This lab explores how pthread_rwlock works internally and why reader-writer synchronization is more complicated than a normal mutex.

Topics covered:

  • multiple-reader concurrency
  • writer exclusivity
  • rwlock fairness policy
  • writer starvation
  • futex slow path
  • mini spin rwlock implementation
  • acquire/release memory ordering

Learning Objectives

  • Understand reader-writer synchronization semantics
  • Observe multiple concurrent readers
  • Observe writer exclusivity
  • Compare reader-preference vs writer-preference
  • Observe writer starvation behavior
  • Implement a simplified rwlock using atomics
  • Understand rwlock ownership transition
  • Observe futex wait/wake behavior

Lab1 - Multi-reader Parallelism

Goal

Verify that multiple readers may enter the critical section concurrently.


Test Design

  • create multiple reader threads
  • each reader acquires read lock
  • each reader sleeps inside critical section
  • observe concurrent access

Expected Result

Multiple readers should acquire the lock simultaneously.

Example:

[READER-1] acquired
[READER-2] acquired
[READER-3] acquired

Lab2 - Writer Waiting Behavior

Goal

Observe writer blocking behavior while readers hold the lock.


Test Design

  • readers continuously acquire/release read lock
  • writer attempts write lock acquisition
  • observe whether writer waits

Expected Result

Writer cannot enter until all readers leave the critical section.

Example:

[WRITER] waiting
...
[READER-x] unlocked
...
[WRITER] acquired

Lab3 - Reader Preference and Writer Starvation

Goal

Observe starvation tendency caused by reader-preference policy.


Reader Preference Policy

Readers may still acquire lock while writer is waiting.

Example policy:

#define READER_ACQUIRE_POLICY WRITER_WAIT_QUEUE

Meaning:

Writer State Reader Allowed
WRITER_FREE Yes
WRITER_WAIT_QUEUE Yes
WRITER_ACQUIRED No

Observation

Writer wait time may become extremely long because:

reader_count may never become zero

Observed writer wait time exceeded 40 seconds during testing.
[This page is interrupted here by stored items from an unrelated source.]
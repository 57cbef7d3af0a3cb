//! A reliable, message-oriented transport layered on top of UDP.
//!
//! The abstraction is sending / receiving *messages* (defined-length chunks of
//!  data as opposed to streams of bytes). Messages can be arbitrarily large;
//!  the protocol takes care of chunking them into MTU-sized segments, buffering
//!  and re-assembling, without relying on IP-level fragmentation.
//!
//! ## Design goals
//!
//! * One UDP socket per endpoint handles all peers; inbound datagrams are
//!   demultiplexed to per-peer connections by sender address.
//! * Per-message reliability with *negative* acknowledgement: the sender
//!   transmits all segments of a message optimistically, then queries the
//!   receiver for gaps and retransmits only what is missing. On a low-loss
//!   link this is far cheaper than acking every segment.
//! * A connection multiplexes up to a fixed number of concurrent in-flight
//!   messages ("transactions"). Each transaction is delivered in order
//!   internally; there is *no* ordering across transactions.
//! * Explicit receipt: the receiver confirms a fully reassembled message with
//!   a single `Received` segment, which completes the sender's blocking
//!   `send_msg` call.
//! * Liveness via periodic pings (client side) and idle-connection reaping
//!   (both sides).
//!
//! Deliberately out of scope: congestion control, encryption, NAT traversal,
//!  cross-transaction ordering, flow control beyond a fixed send window.
//!
//! ## Wire format
//!
//! Every UDP datagram carries exactly one segment. Segment header, all numbers
//!  in network byte order (BE):
//!
//! ```ascii
//! 0:  segment type (u8) - see SegmentKind
//! 1:  flags (u16) - reserved, 0
//! 3:  stream id (u32) - identifies the connection, assigned by the server at
//!      handshake time
//! 7:  transaction id (u16) - identifies the in-flight message within the
//!      connection; must be below the configured transaction slot count
//! 9:  order id (u16) - position of this segment within its transaction,
//!      starting at 0; meaningful only for `Trans` segments
//! 11: body length (u16)
//! 13: checksum ([u8;16]) - MD5 over the header with this field zeroed,
//!      followed by the body
//! 29: body (`length` bytes, at most `SEGMENT_BODY_MAX`)
//! ```
//!
//! A `Trans` transaction's payload is a 4-byte BE total-length prefix (counting
//!  the prefix itself) followed by the user bytes; the payload is sliced into
//!  bodies of at most `SEGMENT_BODY_MAX` bytes.
//!
//! ## Control traffic
//!
//! * `Syn` / `Ack`: client handshake. The `Syn` body is a fixed handshake key;
//!   the `Ack` echoes it and carries the assigned stream id in its header.
//! * `PingReq` / `PingRep`: keepalive with a 4-byte correlation id in the body.
//! * `Req` / `Rep`: inner RPC. The only defined request is *query-receive*,
//!   which asks the peer which order ids of a transaction are still missing -
//!   see [control_messages].
//! * `Received`: single-segment receipt for a fully delivered transaction.

mod config;
mod control_messages;
mod error;
mod receive_buffer;
mod segment;
mod send_buffer;
mod send_pipeline;

pub mod connection;
pub mod connection_pool;
pub mod end_point;

pub use config::Config;
pub use connection::Connection;
pub use end_point::{Client, Server};
pub use error::TransportError;
pub use segment::{Segment, SegmentKind, SEGMENT_BODY_MAX, SEGMENT_HEADER_LEN, SEGMENT_MAX};
pub type Result<T, E = Error> = std::result::Result<T, E>;

#[derive(Debug, thiserror::Error)]
pub enum Error {
	#[error("Invalid request: {message}")]
	InvalidRequest { message: String },
	#[error("Not found: {message}")]
	NotFound { message: String },
	#[error("Forbidden: {message}")]
	Forbidden { message: String },
	/// Transient: the caller may retry. The search is a pure function of
	/// store state and parameters, so retries are always safe.
	#[error("Unavailable: {message}")]
	Unavailable { message: String },
	#[error("Storage error: {message}")]
	Storage { message: String },
}
impl From<nearcast_storage::Error> for Error {
	fn from(err: nearcast_storage::Error) -> Self {
		match err {
			nearcast_storage::Error::Sqlx(inner) => Self::Storage { message: inner.to_string() },
			nearcast_storage::Error::Unavailable(message) => Self::Unavailable { message },
			nearcast_storage::Error::InvalidArgument(message) => Self::InvalidRequest { message },
			nearcast_storage::Error::NotFound(message) => Self::NotFound { message },
		}
	}
}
Lab4 - Writer Preference Policy

Goal

Compare writer-preference behavior against reader-preference.


Writer Preference Policy

New readers blocked once writer enters waiting state.

Example policy:

#define READER_ACQUIRE_POLICY WRITER_FREE

Meaning:

Writer State Reader Allowed
WRITER_FREE Yes
WRITER_WAIT_QUEUE No
WRITER_ACQUIRED No

Observation

Writer acquires lock much faster because new readers are blocked.

Tradeoff:

  • lower writer latency
  • lower reader throughput

Lab5 - Mini Spin RWLock Implementation

Goal

Implement a simplified rwlock using atomic operations.


Writer State Machine

Implemented writer states:

WRITER_FREE
WRITER_WAIT_QUEUE
WRITER_ACQUIRED

Core Structure

struct mini_rwlock {
    atomic_int reader_count;
    atomic_int writer;
};

Reader Acquire Flow

Reader flow:

wait until writer policy allows acquire
reader_count++
re-check writer state
rollback if writer acquired concurrently

Writer Acquire Flow

Writer flow:

CAS(writer: FREE -> WAIT_QUEUE)
wait until reader_count == 0
writer becomes ACQUIRED

Reader Rollback Mechanism

Important correctness logic:

reader_count++
re-check writer state
rollback if needed

This prevents:

reader and writer simultaneously entering critical section

Busy Spin Limitation

Current implementation uses:

sched_yield()

for waiting.

This creates:

  • busy spinning
  • scheduler overhead
  • high CPU usage

This motivates futex-based sleeping synchronization.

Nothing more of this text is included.